Autores principais:Xavier, Ângela Barreto
Assunto:Colonialismo Império Português
Ano:2014
País:Portugal
Tipo de documento:artigo
Tipo de acesso:acesso aberto
Instituição associada:Universidade de Lisboa
Idioma:português
Origem:Repositório da Universidade de Lisboa
Descrição
Resumo:Este artigo incide sobre as articulações entre mimesis e a indianização dos portugueses estabelecidos na Índia a partir do século XVI, e o papel que estas tiveram na formulação de uma “lenda negra” sobre o império português. Como é que a nativização dos portugueses foi sendo percebida e apresentada, tanto interna quanto externamente, como algo de indesejável, contribuindo para gerar uma representação negativa dos portugueses em situação colonial? Em que medida é que essa nativização foi associada à ideia de que os portugueses eram incapazes de se governarem a si mesmos (i. e., de controlarem as suas paixões, de autodisciplinarem a sua natureza) e, por conseguinte, de governarem os outros?

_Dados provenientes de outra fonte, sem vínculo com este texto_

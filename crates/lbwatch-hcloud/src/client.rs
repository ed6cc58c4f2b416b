//! HTTP client for the Hetzner Cloud load balancer API.

use std::time::Duration;

use reqwest::header::{HeaderMap, HeaderValue, AUTHORIZATION};
use tracing::debug;

use lbwatch_core::{FetchError, FetchResult, LoadBalancerSnapshot, SnapshotFetcher};

use crate::wire::{ErrorResponse, ListResponse};

/// Public Hetzner Cloud API base URL.
pub const DEFAULT_ENDPOINT: &str = "https://api.hetzner.cloud/v1";

/// Largest page size the API accepts.
const PER_PAGE: u32 = 50;

/// Connection settings for `HcloudClient`.
#[derive(Debug, Clone)]
pub struct HcloudConfig {
    /// API base URL without a trailing slash.
    pub endpoint: String,
    /// API token (sent as a bearer token).
    pub token: String,
    /// Transport timeout for a single HTTP request.
    pub request_timeout: Duration,
}

impl HcloudConfig {
    pub fn new(token: impl Into<String>) -> Self {
        Self {
            endpoint: DEFAULT_ENDPOINT.to_string(),
            token: token.into(),
            request_timeout: Duration::from_secs(30),
        }
    }
}

/// Lists load balancers through the Hetzner Cloud API.
#[derive(Debug, Clone)]
pub struct HcloudClient {
    http: reqwest::Client,
    endpoint: String,
}

impl HcloudClient {
    /// Build a client. Fails if the token is empty or not a valid header value.
    pub fn new(config: HcloudConfig) -> FetchResult<Self> {
        if config.token.trim().is_empty() {
            return Err(FetchError::Config("API token is empty".to_string()));
        }

        let mut auth = HeaderValue::from_str(&format!("Bearer {}", config.token))
            .map_err(|e| FetchError::Config(format!("API token is not a valid header value: {e}")))?;
        auth.set_sensitive(true);

        let mut headers = HeaderMap::new();
        headers.insert(AUTHORIZATION, auth);

        let http = reqwest::Client::builder()
            .default_headers(headers)
            .timeout(config.request_timeout)
            .user_agent(concat!("lbwatch/", env!("CARGO_PKG_VERSION")))
            .build()
            .map_err(|e| FetchError::Config(format!("failed to build HTTP client: {e}")))?;

        Ok(Self {
            http,
            endpoint: config.endpoint.trim_end_matches('/').to_string(),
        })
    }

    /// Fetch a single page of load balancers.
    async fn list_page(&self, page: u64) -> FetchResult<ListResponse> {
        let url = format!("{}/load_balancers", self.endpoint);
        let response = self
            .http
            .get(&url)
            .query(&[("page", page.to_string()), ("per_page", PER_PAGE.to_string())])
            .send()
            .await
            .map_err(classify_transport)?;

        let status = response.status();
        if !status.is_success() {
            let body = response.text().await.unwrap_or_default();
            let message = match serde_json::from_str::<ErrorResponse>(&body) {
                Ok(err) => format!("{}: {}", err.error.code, err.error.message),
                Err(_) => body,
            };
            return Err(FetchError::from_status(status.as_u16(), message));
        }

        response.json::<ListResponse>().await.map_err(classify_transport)
    }

    /// Fetch every page and collapse them into one list.
    pub async fn list_load_balancers(&self) -> FetchResult<Vec<LoadBalancerSnapshot>> {
        let mut snapshots = Vec::new();
        let mut page = 1;

        loop {
            let response = self.list_page(page).await?;
            let next = response.next_page();
            snapshots.extend(response.load_balancers.into_iter().map(|lb| lb.into_snapshot()));

            match next {
                Some(next) if next > page => page = next,
                Some(next) => {
                    return Err(FetchError::Decode(format!(
                        "pagination did not advance (page {page} → {next})"
                    )));
                }
                None => break,
            }
        }

        debug!(loadbalancers = snapshots.len(), pages = page, "load balancers listed");
        Ok(snapshots)
    }
}

impl SnapshotFetcher for HcloudClient {
    async fn fetch(&self) -> FetchResult<Vec<LoadBalancerSnapshot>> {
        self.list_load_balancers().await
    }
}

fn classify_transport(e: reqwest::Error) -> FetchError {
    if e.is_timeout() {
        FetchError::Timeout(e.to_string())
    } else if e.is_decode() {
        FetchError::Decode(e.to_string())
    } else if let Some(status) = e.status() {
        FetchError::from_status(status.as_u16(), e.to_string())
    } else {
        FetchError::Transport(e.to_string())
    }
}

#[cfg(test)]
mod tests {
    use super::*;
    use std::collections::HashMap;
    use std::sync::atomic::{AtomicUsize, Ordering};
    use std::sync::Arc;

    use axum::extract::{Query, State};
    use axum::http::{HeaderMap as AxumHeaders, StatusCode};
    use axum::response::IntoResponse;
    use axum::routing::get;
    use axum::Router;

    const TOKEN: &str = "test-token";

    #[derive(Clone)]
    struct Stub {
        calls: Arc<AtomicUsize>,
        mode: &'static str,
    }

    async fn list(
        State(stub): State<Stub>,
        headers: AxumHeaders,
        Query(query): Query<HashMap<String, String>>,
    ) -> impl IntoResponse {
        stub.calls.fetch_add(1, Ordering::SeqCst);

        let authorized = headers
            .get("authorization")
            .and_then(|v| v.to_str().ok())
            .is_some_and(|v| v == format!("Bearer {TOKEN}"));
        if !authorized {
            return (
                StatusCode::UNAUTHORIZED,
                r#"{"error":{"code":"unauthorized","message":"unable to authenticate"}}"#.to_string(),
            );
        }

        let page: u64 = query.get("page").and_then(|p| p.parse().ok()).unwrap_or(1);
        match stub.mode {
            "rate_limited" => (
                StatusCode::TOO_MANY_REQUESTS,
                r#"{"error":{"code":"rate_limit_exceeded","message":"slow down"}}"#.to_string(),
            ),
            "garbage" => (StatusCode::OK, "not json".to_string()),
            "stuck" => (
                StatusCode::OK,
                r#"{"load_balancers":[],"meta":{"pagination":{"next_page":1}}}"#.to_string(),
            ),
            _ => {
                let next = if page < 2 { "2" } else { "null" };
                let body = format!(
                    r#"{{
                        "load_balancers": [{{
                            "id": {page},
                            "name": "lb{page}",
                            "targets": [{{"type": "ip", "ip": {{"ip": "10.0.0.{page}"}},
                                        "health_status": [{{"listen_port": 80, "status": "healthy"}}]}}],
                            "services": [],
                            "ingoing_traffic": 10,
                            "outgoing_traffic": 20
                        }}],
                        "meta": {{"pagination": {{"page": {page}, "next_page": {next}}}}}
                    }}"#
                );
                (StatusCode::OK, body)
            }
        }
    }

    async fn start_stub(mode: &'static str) -> (String, Arc<AtomicUsize>) {
        let calls = Arc::new(AtomicUsize::new(0));
        let app = Router::new()
            .route("/v1/load_balancers", get(list))
            .with_state(Stub {
                calls: calls.clone(),
                mode,
            });

        let listener = tokio::net::TcpListener::bind("127.0.0.1:0").await.unwrap();
        let addr = listener.local_addr().unwrap();
        tokio::spawn(async move {
            axum::serve(listener, app).await.unwrap();
        });

        (format!("http://{addr}/v1"), calls)
    }

    fn client(endpoint: String, token: &str) -> HcloudClient {
        HcloudClient::new(HcloudConfig {
            endpoint,
            token: token.to_string(),
            request_timeout: Duration::from_secs(5),
        })
        .unwrap()
    }

    #[tokio::test]
    async fn follows_pagination() {
        let (endpoint, calls) = start_stub("ok").await;
        let snapshots = client(endpoint, TOKEN).fetch().await.unwrap();

        assert_eq!(calls.load(Ordering::SeqCst), 2);
        let names: Vec<_> = snapshots.iter().map(|lb| lb.name.as_str()).collect();
        assert_eq!(names, vec!["lb1", "lb2"]);
        assert_eq!(snapshots[1].targets[0].identifier, "10.0.0.2");
        assert_eq!(snapshots[0].outgoing_traffic, 20);
    }

    #[tokio::test]
    async fn trailing_slash_in_endpoint_is_ignored() {
        let (endpoint, _) = start_stub("ok").await;
        let snapshots = client(format!("{endpoint}/"), TOKEN).fetch().await.unwrap();
        assert_eq!(snapshots.len(), 2);
    }

    #[tokio::test]
    async fn bad_token_is_permanent() {
        let (endpoint, _) = start_stub("ok").await;
        let err = client(endpoint, "wrong").fetch().await.unwrap_err();

        assert!(matches!(err, FetchError::Unauthorized { status: 401, .. }), "{err:?}");
        assert!(!err.is_transient());
        assert!(err.to_string().contains("unable to authenticate"));
    }

    #[tokio::test]
    async fn rate_limit_is_transient() {
        let (endpoint, _) = start_stub("rate_limited").await;
        let err = client(endpoint, TOKEN).fetch().await.unwrap_err();
        assert_eq!(err, FetchError::RateLimited);
        assert!(err.is_transient());
    }

    #[tokio::test]
    async fn undecodable_body_is_permanent() {
        let (endpoint, _) = start_stub("garbage").await;
        let err = client(endpoint, TOKEN).fetch().await.unwrap_err();
        assert!(matches!(err, FetchError::Decode(_)), "{err:?}");
    }

    #[tokio::test]
    async fn pagination_loop_is_detected() {
        let (endpoint, calls) = start_stub("stuck").await;
        let err = client(endpoint, TOKEN).fetch().await.unwrap_err();
        assert!(matches!(err, FetchError::Decode(_)), "{err:?}");
        assert_eq!(calls.load(Ordering::SeqCst), 1);
    }

    #[tokio::test]
    async fn unreachable_endpoint_is_transient() {
        // Bind and drop to get a port nobody listens on.
        let listener = tokio::net::TcpListener::bind("127.0.0.1:0").await.unwrap();
        let addr = listener.local_addr().unwrap();
        drop(listener);

        let err = client(format!("http://{addr}/v1"), TOKEN).fetch().await.unwrap_err();
        assert!(err.is_transient(), "{err:?}");
    }

    #[test]
    fn empty_token_is_rejected() {
        let err = HcloudClient::new(HcloudConfig::new("  ")).unwrap_err();
        assert!(matches!(err, FetchError::Config(_)));
    }

    #[test]
    fn token_with_newline_is_rejected() {
        let err = HcloudClient::new(HcloudConfig::new("abc\ndef")).unwrap_err();
        assert!(matches!(err, FetchError::Config(_)));
    }
}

O Itinerário, Viagem ou Navegação para as Índias Orientais ou Portuguesas de Jan Huygen van Linschoten, tratado publicado pela primeira vez na Holanda, em 1596, é um excelente ponto de partida para discutir estas questões. Analisando o texto de Linschoten, bem como as suas reverberações nos séculos seguintes, proponho-me contribuir para uma genealogia da “lenda negra”, fazendo remontar as suas origens às primeiras décadas do século XVI.